In the listing below, how many lines contain "asks"? Answer with the number alone.

### SOURCE DATA
• • • •

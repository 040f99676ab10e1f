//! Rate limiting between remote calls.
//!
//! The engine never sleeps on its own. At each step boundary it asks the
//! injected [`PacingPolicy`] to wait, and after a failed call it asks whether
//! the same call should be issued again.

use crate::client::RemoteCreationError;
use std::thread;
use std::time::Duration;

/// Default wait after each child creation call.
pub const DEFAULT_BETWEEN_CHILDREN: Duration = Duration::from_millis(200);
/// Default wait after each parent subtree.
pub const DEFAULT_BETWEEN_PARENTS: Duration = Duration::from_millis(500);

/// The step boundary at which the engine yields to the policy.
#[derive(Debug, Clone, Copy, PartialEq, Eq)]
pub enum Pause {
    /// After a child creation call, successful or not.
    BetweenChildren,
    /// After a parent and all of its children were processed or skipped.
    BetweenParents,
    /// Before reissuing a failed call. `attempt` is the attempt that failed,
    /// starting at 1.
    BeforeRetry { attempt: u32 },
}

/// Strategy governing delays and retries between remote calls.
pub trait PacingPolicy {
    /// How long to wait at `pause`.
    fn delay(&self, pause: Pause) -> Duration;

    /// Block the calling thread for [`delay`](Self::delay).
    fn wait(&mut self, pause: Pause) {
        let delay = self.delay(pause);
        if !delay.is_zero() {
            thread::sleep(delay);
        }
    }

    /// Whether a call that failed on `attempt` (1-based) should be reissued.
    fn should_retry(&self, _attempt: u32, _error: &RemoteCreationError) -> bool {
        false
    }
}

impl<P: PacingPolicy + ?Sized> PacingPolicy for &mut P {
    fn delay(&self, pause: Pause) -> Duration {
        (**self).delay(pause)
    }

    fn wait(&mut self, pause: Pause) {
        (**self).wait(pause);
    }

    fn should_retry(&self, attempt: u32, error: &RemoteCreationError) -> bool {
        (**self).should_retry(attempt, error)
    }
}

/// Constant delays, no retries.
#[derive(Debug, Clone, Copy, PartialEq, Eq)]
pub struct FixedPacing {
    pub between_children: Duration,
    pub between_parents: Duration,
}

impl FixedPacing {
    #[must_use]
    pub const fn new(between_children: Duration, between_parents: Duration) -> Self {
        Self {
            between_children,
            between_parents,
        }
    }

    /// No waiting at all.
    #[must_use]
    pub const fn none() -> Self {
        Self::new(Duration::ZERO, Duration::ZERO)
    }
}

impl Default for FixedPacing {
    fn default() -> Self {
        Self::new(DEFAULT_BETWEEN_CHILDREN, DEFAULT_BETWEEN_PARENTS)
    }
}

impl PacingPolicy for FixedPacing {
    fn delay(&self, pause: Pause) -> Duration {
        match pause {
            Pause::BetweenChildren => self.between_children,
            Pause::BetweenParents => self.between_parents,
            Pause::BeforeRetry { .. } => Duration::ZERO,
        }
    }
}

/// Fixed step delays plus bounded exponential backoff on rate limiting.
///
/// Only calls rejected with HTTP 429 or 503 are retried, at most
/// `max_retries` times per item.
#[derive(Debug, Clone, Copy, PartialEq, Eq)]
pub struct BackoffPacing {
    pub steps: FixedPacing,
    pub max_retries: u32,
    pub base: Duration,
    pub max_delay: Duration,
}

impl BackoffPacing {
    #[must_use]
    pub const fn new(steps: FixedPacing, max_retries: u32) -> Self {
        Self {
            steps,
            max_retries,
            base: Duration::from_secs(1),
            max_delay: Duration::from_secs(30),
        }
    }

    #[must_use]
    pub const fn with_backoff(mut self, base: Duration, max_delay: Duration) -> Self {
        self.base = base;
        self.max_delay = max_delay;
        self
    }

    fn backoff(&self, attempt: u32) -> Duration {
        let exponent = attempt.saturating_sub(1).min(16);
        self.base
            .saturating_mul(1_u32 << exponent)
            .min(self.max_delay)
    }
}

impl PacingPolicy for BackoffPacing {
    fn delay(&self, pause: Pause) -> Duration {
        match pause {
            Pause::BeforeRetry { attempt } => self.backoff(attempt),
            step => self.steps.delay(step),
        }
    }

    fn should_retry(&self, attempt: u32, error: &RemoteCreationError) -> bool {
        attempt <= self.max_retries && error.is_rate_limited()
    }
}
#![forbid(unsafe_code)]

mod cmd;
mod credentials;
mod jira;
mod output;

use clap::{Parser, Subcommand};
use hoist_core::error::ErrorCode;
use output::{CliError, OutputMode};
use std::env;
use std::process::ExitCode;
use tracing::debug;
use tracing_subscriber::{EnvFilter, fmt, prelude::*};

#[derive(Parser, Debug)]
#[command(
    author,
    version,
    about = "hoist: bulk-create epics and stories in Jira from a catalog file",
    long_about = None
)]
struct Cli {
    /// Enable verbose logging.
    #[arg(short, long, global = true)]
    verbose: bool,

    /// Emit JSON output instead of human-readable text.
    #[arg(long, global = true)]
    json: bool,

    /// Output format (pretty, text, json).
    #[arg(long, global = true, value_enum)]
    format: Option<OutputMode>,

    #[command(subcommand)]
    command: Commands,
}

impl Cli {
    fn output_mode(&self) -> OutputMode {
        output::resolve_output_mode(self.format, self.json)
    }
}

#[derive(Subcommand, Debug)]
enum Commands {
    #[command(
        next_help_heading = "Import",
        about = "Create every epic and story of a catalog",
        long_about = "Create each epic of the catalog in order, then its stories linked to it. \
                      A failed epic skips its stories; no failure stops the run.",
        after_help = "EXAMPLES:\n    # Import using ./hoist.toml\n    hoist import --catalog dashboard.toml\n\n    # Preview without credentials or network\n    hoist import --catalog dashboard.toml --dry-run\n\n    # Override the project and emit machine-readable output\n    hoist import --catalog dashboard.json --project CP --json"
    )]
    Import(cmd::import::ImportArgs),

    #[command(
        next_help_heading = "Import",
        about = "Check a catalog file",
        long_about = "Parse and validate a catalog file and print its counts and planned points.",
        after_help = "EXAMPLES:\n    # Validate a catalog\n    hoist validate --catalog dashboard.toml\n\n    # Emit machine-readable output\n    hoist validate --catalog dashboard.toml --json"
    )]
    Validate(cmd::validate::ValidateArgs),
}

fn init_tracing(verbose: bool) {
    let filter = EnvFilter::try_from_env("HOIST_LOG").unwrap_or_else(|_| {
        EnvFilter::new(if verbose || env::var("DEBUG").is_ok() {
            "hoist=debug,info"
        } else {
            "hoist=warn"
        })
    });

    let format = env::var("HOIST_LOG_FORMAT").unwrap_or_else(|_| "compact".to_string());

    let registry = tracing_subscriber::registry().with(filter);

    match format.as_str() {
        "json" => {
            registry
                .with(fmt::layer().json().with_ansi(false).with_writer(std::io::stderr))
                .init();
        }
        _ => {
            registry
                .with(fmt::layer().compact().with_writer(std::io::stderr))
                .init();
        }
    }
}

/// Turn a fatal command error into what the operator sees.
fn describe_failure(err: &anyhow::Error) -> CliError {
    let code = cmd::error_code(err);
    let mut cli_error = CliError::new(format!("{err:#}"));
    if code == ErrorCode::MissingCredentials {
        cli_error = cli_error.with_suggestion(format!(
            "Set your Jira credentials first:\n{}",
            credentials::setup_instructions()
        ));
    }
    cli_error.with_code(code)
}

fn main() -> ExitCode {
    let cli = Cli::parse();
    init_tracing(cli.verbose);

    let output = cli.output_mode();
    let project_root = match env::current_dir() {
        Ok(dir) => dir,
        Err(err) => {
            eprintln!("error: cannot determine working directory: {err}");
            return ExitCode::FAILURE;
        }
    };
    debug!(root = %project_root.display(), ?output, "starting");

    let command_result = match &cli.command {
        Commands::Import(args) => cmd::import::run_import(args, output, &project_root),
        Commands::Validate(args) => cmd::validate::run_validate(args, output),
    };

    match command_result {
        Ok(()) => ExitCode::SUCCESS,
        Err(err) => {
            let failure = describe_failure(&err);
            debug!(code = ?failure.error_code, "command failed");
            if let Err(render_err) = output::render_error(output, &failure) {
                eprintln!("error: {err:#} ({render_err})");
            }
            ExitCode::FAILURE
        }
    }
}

• • • •

### ANSWER TO THIS TASK
2